Ma questo non è mai “il” tema dei romanzi di Luther Blissett/Wu Ming, semmai il suo ordito. La vera narrazione è contro-epica: la storia di quelli che hanno perso, di quelli che non la fanno, dei piccoli, degli sfollati, dei bambini orfani, delle donne violentate, della carne da cannone.
C’è tutto in Altai. La tonalità dolente che era stata espressa in Manituana qui è ancora più accentuata: si sente un passaggio emotivo molto forte negli autori, riconducibile forse anche a due eventi determinanti nella loro storia di collettivo: il primo è stata l’uscita dal gruppo di Wu Ming 3, avvenuta durante l’estate del 2008: un scelta necessaria per l’equilibro dell’ensamble, ma lacerante sotto il profilo umano. Come in ogni separazione, al momento del distacco tutto sembra avere solo il buon senso della chiusura che fa terminare i conflitti, ma poi bisogna elaborare il lutto.
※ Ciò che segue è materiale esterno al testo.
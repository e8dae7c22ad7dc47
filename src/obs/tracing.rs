// self
use crate::{_prelude::*, obs::SessionOp};

/// Type alias that resolves to an instrumented future when tracing is enabled.
#[cfg(feature = "tracing")]
pub type InstrumentedOp<F> = tracing::instrument::Instrumented<F>;
/// Passthrough future type when tracing is disabled.
#[cfg(not(feature = "tracing"))]
pub type InstrumentedOp<F> = F;

/// A span builder used by session operations.
#[derive(Clone, Debug)]
pub struct SessionSpan {
	#[cfg(feature = "tracing")]
	span: tracing::Span,
}
impl SessionSpan {
	/// Creates a new span tagged with the provided operation + stage.
	pub fn new(op: SessionOp, stage: &'static str) -> Self {
		#[cfg(feature = "tracing")]
		{
			let span = tracing::info_span!("repairdesk.session", op = op.as_str(), stage);

			Self { span }
		}
		#[cfg(not(feature = "tracing"))]
		{
			let _ = (op, stage);

			Self {}
		}
	}

	/// Instruments an async block without holding a guard across `.await` points.
	pub fn instrument<Fut>(&self, fut: Fut) -> InstrumentedOp<Fut>
	where
		Fut: Future,
	{
		#[cfg(feature = "tracing")]
		{
			use tracing::Instrument;

			fut.instrument(self.span.clone())
		}
		#[cfg(not(feature = "tracing"))]
		{
			fut
		}
	}
}

/// Logs a failure the crate deliberately swallows (storage hiccups, inconclusive validation).
pub fn swallowed(op: SessionOp, what: &'static str, err: &dyn Display) {
	#[cfg(feature = "tracing")]
	{
		tracing::warn!(op = op.as_str(), what, error = %err, "recovered locally");
	}
	#[cfg(not(feature = "tracing"))]
	{
		let _ = (op, what, err);
	}
}

/// Logs a user-facing notice at the level matching its severity.
pub fn notice(kind: &'static str, title: &str, message: &str) {
	#[cfg(feature = "tracing")]
	{
		tracing::warn!(kind, title, message, "user notice");
	}
	#[cfg(not(feature = "tracing"))]
	{
		let _ = (kind, title, message);
	}
}

/// Logs a session state transition at debug level.
pub fn transition(op: SessionOp, state: &'static str) {
	#[cfg(feature = "tracing")]
	{
		tracing::debug!(op = op.as_str(), state, "session state changed");
	}
	#[cfg(not(feature = "tracing"))]
	{
		let _ = (op, state);
	}
}
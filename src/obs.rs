//! Optional observability helpers for session operations and API requests.
//!
//! # Feature Flags
//!
//! - Enable `tracing` (on by default) to emit structured spans named `repairdesk.session` with
//!   the `op` and `stage` fields, plus `warn` events for failures the crate swallows on purpose.
//! - Enable `metrics` to increment `repairdesk_session_total` (labeled by `op` + `outcome`) and
//!   `repairdesk_request_total` (labeled by `outcome`).

mod metrics;
mod tracing;

pub use metrics::*;
pub use tracing::*;

// self
use crate::_prelude::*;

/// Session operations observed by the crate.
#[derive(Clone, Copy, Debug, PartialEq, Eq, Hash)]
pub enum SessionOp {
	/// Session restore at process start.
	Restore,
	/// Login with a freshly issued credential.
	Login,
	/// Explicit logout.
	Logout,
	/// Token access (with or without remote validation).
	Token,
	/// Remote validation call.
	Validate,
	/// Session ended by a 401 from the API.
	Rejected,
	/// Sign-in against the credential issuance endpoint.
	SignIn,
}
impl SessionOp {
	/// Returns a stable label suitable for span or metric fields.
	pub const fn as_str(self) -> &'static str {
		match self {
			SessionOp::Restore => "restore",
			SessionOp::Login => "login",
			SessionOp::Logout => "logout",
			SessionOp::Token => "token",
			SessionOp::Validate => "validate",
			SessionOp::Rejected => "rejected",
			SessionOp::SignIn => "sign_in",
		}
	}
}
impl Display for SessionOp {
	fn fmt(&self, f: &mut Formatter) -> FmtResult {
		f.write_str(self.as_str())
	}
}

/// Outcome labels recorded for each session operation.
#[derive(Clone, Copy, Debug, PartialEq, Eq, Hash)]
pub enum OpOutcome {
	/// Entry to an operation.
	Attempt,
	/// Operation ended with an authenticated session.
	Authenticated,
	/// Operation ended with no session.
	Unauthenticated,
	/// Failure propagated back to the caller.
	Failure,
}
impl OpOutcome {
	/// Returns a stable label suitable for span or metric fields.
	pub const fn as_str(self) -> &'static str {
		match self {
			OpOutcome::Attempt => "attempt",
			OpOutcome::Authenticated => "authenticated",
			OpOutcome::Unauthenticated => "unauthenticated",
			OpOutcome::Failure => "failure",
		}
	}
}
impl Display for OpOutcome {
	fn fmt(&self, f: &mut Formatter) -> FmtResult {
		f.write_str(self.as_str())
	}
}

/// Outcome labels recorded for each API request.
#[derive(Clone, Copy, Debug, PartialEq, Eq, Hash)]
pub enum RequestOutcome {
	/// 2xx response.
	Success,
	/// HTTP 401.
	Unauthorized,
	/// Any other non-success status.
	Rejected,
	/// No response received.
	NoResponse,
	/// Anything else.
	Unexpected,
}
impl RequestOutcome {
	/// Classifies a pipeline result.
	pub fn of<T>(result: &Result<T>) -> Self {
		match result {
			Ok(_) => Self::Success,
			Err(Error::Unauthorized) => Self::Unauthorized,
			Err(Error::Rejected { .. }) => Self::Rejected,
			Err(Error::Transport(_)) => Self::NoResponse,
			Err(_) => Self::Unexpected,
		}
	}

	/// Returns a stable label suitable for span or metric fields.
	pub const fn as_str(self) -> &'static str {
		match self {
			RequestOutcome::Success => "success",
			RequestOutcome::Unauthorized => "unauthorized",
			RequestOutcome::Rejected => "rejected",
			RequestOutcome::NoResponse => "no_response",
			RequestOutcome::Unexpected => "unexpected",
		}
	}
}
impl Display for RequestOutcome {
	fn fmt(&self, f: &mut Formatter) -> FmtResult {
		f.write_str(self.as_str())
	}
}
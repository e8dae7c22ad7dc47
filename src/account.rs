//! Account calls layered on the session and the authorizing client.

// crates.io
use reqwest::Method;
// self
use crate::{
	_prelude::*,
	auth::CredentialError,
	config::ENV_ADMIN_ROLE_ID,
	error::ConfigError,
	http::ApiClient,
	obs::{self, OpOutcome, SessionOp, SessionSpan},
	session::{Session, SessionState},
};

/// Path of the credential issuance endpoint.
pub const SIGN_IN_PATH: &str = "auth/login";
/// Path answering whether the current user is staff.
pub const IS_STAFF_PATH: &str = "api/user-roles/is-staff";
/// Path returning the current user's profile.
pub const CURRENT_USER_PATH: &str = "api/user/current";
/// Path of the user search endpoint.
pub const USER_SEARCH_PATH: &str = "api/user/search";

/// Credentials posted to the issuance endpoint.
#[derive(Clone, Serialize)]
pub struct SignInRequest<'a> {
	/// Account email.
	pub email: &'a str,
	/// Account password.
	pub password: &'a str,
}
impl Debug for SignInRequest<'_> {
	fn fmt(&self, f: &mut Formatter) -> FmtResult {
		f.debug_struct("SignInRequest")
			.field("email", &self.email)
			.field("password", &"<redacted>")
			.finish()
	}
}

/// Reply of the issuance endpoint.
#[derive(Clone, Deserialize)]
#[serde(rename_all = "camelCase")]
pub struct AccessGrant {
	/// Raw bearer credential.
	pub access_token: String,
	/// Token scheme; only `Bearer` is accepted.
	pub token_type: String,
}
impl AccessGrant {
	/// Ensures the grant carries a bearer credential.
	pub fn ensure_bearer(&self) -> Result<(), CredentialError> {
		if self.token_type.eq_ignore_ascii_case("bearer") {
			Ok(())
		} else {
			Err(CredentialError::UnsupportedTokenType { token_type: self.token_type.clone() })
		}
	}
}
impl Debug for AccessGrant {
	fn fmt(&self, f: &mut Formatter) -> FmtResult {
		f.debug_struct("AccessGrant")
			.field("access_token", &"<redacted>")
			.field("token_type", &self.token_type)
			.finish()
	}
}

/// User identifier; the API emits numbers for some deployments and strings for others.
#[derive(Clone, Debug, PartialEq, Eq, Hash, Serialize, Deserialize)]
#[serde(untagged)]
pub enum UserId {
	/// Numeric identifier.
	Number(i64),
	/// Opaque identifier.
	Text(String),
}
impl Display for UserId {
	fn fmt(&self, f: &mut Formatter) -> FmtResult {
		match self {
			Self::Number(id) => write!(f, "{id}"),
			Self::Text(id) => f.write_str(id),
		}
	}
}

/// Minimal user profile returned by the user endpoints.
#[derive(Clone, Debug, PartialEq, Eq, Serialize, Deserialize)]
pub struct UserSummary {
	/// User identifier.
	pub id: UserId,
	/// Account email, when the endpoint includes it.
	#[serde(default)]
	pub email: Option<String>,
	/// Display name, when the endpoint includes it.
	#[serde(default)]
	pub name: Option<String>,
}

/// Role and profile of the signed-in user.
#[derive(Clone, Debug, PartialEq, Eq)]
pub struct AccountProfile {
	/// Whether the user is staff.
	pub is_staff: bool,
	/// Profile of the user.
	pub user: UserSummary,
}

/// Exchanges email and password for a credential and logs the session in with it.
///
/// Server-side rejections surface as the client's usual errors (and notices). A grant that is
/// not a bearer credential is reported as [`CredentialError::UnsupportedTokenType`] without
/// touching storage.
pub async fn sign_in(
	api: &ApiClient,
	session: &Session,
	email: &str,
	password: &str,
) -> Result<SessionState> {
	const OP: SessionOp = SessionOp::SignIn;

	let span = SessionSpan::new(OP, "sign_in");

	obs::record_session_outcome(OP, OpOutcome::Attempt);

	let result = span
		.instrument(async move {
			let grant: AccessGrant =
				api.post_json(SIGN_IN_PATH, &SignInRequest { email, password }).await?;

			grant.ensure_bearer()?;

			session.login(grant.access_token).await
		})
		.await;

	match &result {
		Ok(state) if state.is_authenticated() =>
			obs::record_session_outcome(OP, OpOutcome::Authenticated),
		Ok(_) => obs::record_session_outcome(OP, OpOutcome::Unauthenticated),
		Err(_) => obs::record_session_outcome(OP, OpOutcome::Failure),
	}

	result
}

impl ApiClient {
	/// Asks whether the signed-in user is staff.
	pub async fn is_staff(&self) -> Result<bool> {
		self.get_json(IS_STAFF_PATH).await
	}

	/// Fetches the signed-in user's profile.
	pub async fn current_user(&self) -> Result<UserSummary> {
		self.get_json(CURRENT_USER_PATH).await
	}

	/// Fetches role and profile together.
	pub async fn profile(&self) -> Result<AccountProfile> {
		let is_staff = self.is_staff().await?;
		let user = self.current_user().await?;

		Ok(AccountProfile { is_staff, user })
	}

	/// Lists users holding the configured administrator role.
	pub async fn staff_members(&self) -> Result<Vec<UserSummary>> {
		let role = self
			.config()
			.admin_role_id
			.as_deref()
			.ok_or(ConfigError::MissingEnv { name: ENV_ADMIN_ROLE_ID })?;
		let builder = self
			.request(Method::GET, USER_SEARCH_PATH)?
			.query(&[("query", "by-role"), ("roleId", role)]);

		self.send_json(builder).await
	}
}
E ritornare a “Q”, seppure solo da un punto di vista temporaneo, è un po’ come guardare le foto del matrimonio fallito e cercare di dargli un senso nuovo, affettivo.
L’altro evento che ha reso Altai un lavoro diverso dai precedenti è la pubblicazione di “Stella del mattino”, romanzo solista di Wu Ming 4, che ha tolto, crediamo per sempre, una tonalità di “freddezza” alla narrativa wuminghiana. “Stella del mattino” è un romanzo fortemente umano e intimo, di conflitto interiore, confronto coi propri fantasmi, i persecutori interni: trovare forza nella debolezza, debolezza nella forza. Il romanzo meno machista ma forse il più realmente “virile” di tutta la produzione Wu Ming ha aperto una strada da cui Altai non ha fatto un passo indietro ma due avanti: al centro della narrazione ancora gli stessi conflitti, ma più attenzione ai processi di evoluzione psichica, alle relazioni tra esseri umani e in particolare tra uomo e donna, alla difficoltà del produrre un senso congiunto. C’è molto più eros e amore in questo romanzo che in tutti i precedenti, ma c’è anche l’incapacità a viverlo ed esprimerlo, a dargli un valore di fecondità. Se ogni essere umano è per sua natura biologica “figlio”, quelli di questo romanzo sembrano tutti nati per sorte o per condanna. Ogni genitore li può rivendicare singolarmente per sé, ma manca la “famiglia”, l’unità di un nucleo dove si fondino e equilibrino maschile e femminile. Le donne che compaiono nel romanzo sono più sfaccettate rispetto ai primi lavori di Wu Ming, ma restano enigmatiche per i loro corrispettivi maschili, una tensione a qualcosa che non si raggiunge, l’espressione di un modo diverso di sentire il mondo a cui viene negato uno spazio. Le donne non sono decision-makers e quindi sono costrette a tramare nell’ombra, a esercitare una solidarietà interna che spesso si traduce in conflitto contro la gestione maschile del potere. Ancora troppo simili a divinità guerriere che a donne reali, ma decisamente più ricche.
Un ultimo doveroso commento sullo stile, anche questo in qualche modo collegato splendidamente a “Stella del mattino”: una prosa asciutta, pulita, raffinata, ma emotiva e trascinante, con momenti pastosi, femminili, indimenticabili. Chiunque abbia amato “Q” non resterà deluso da Altai.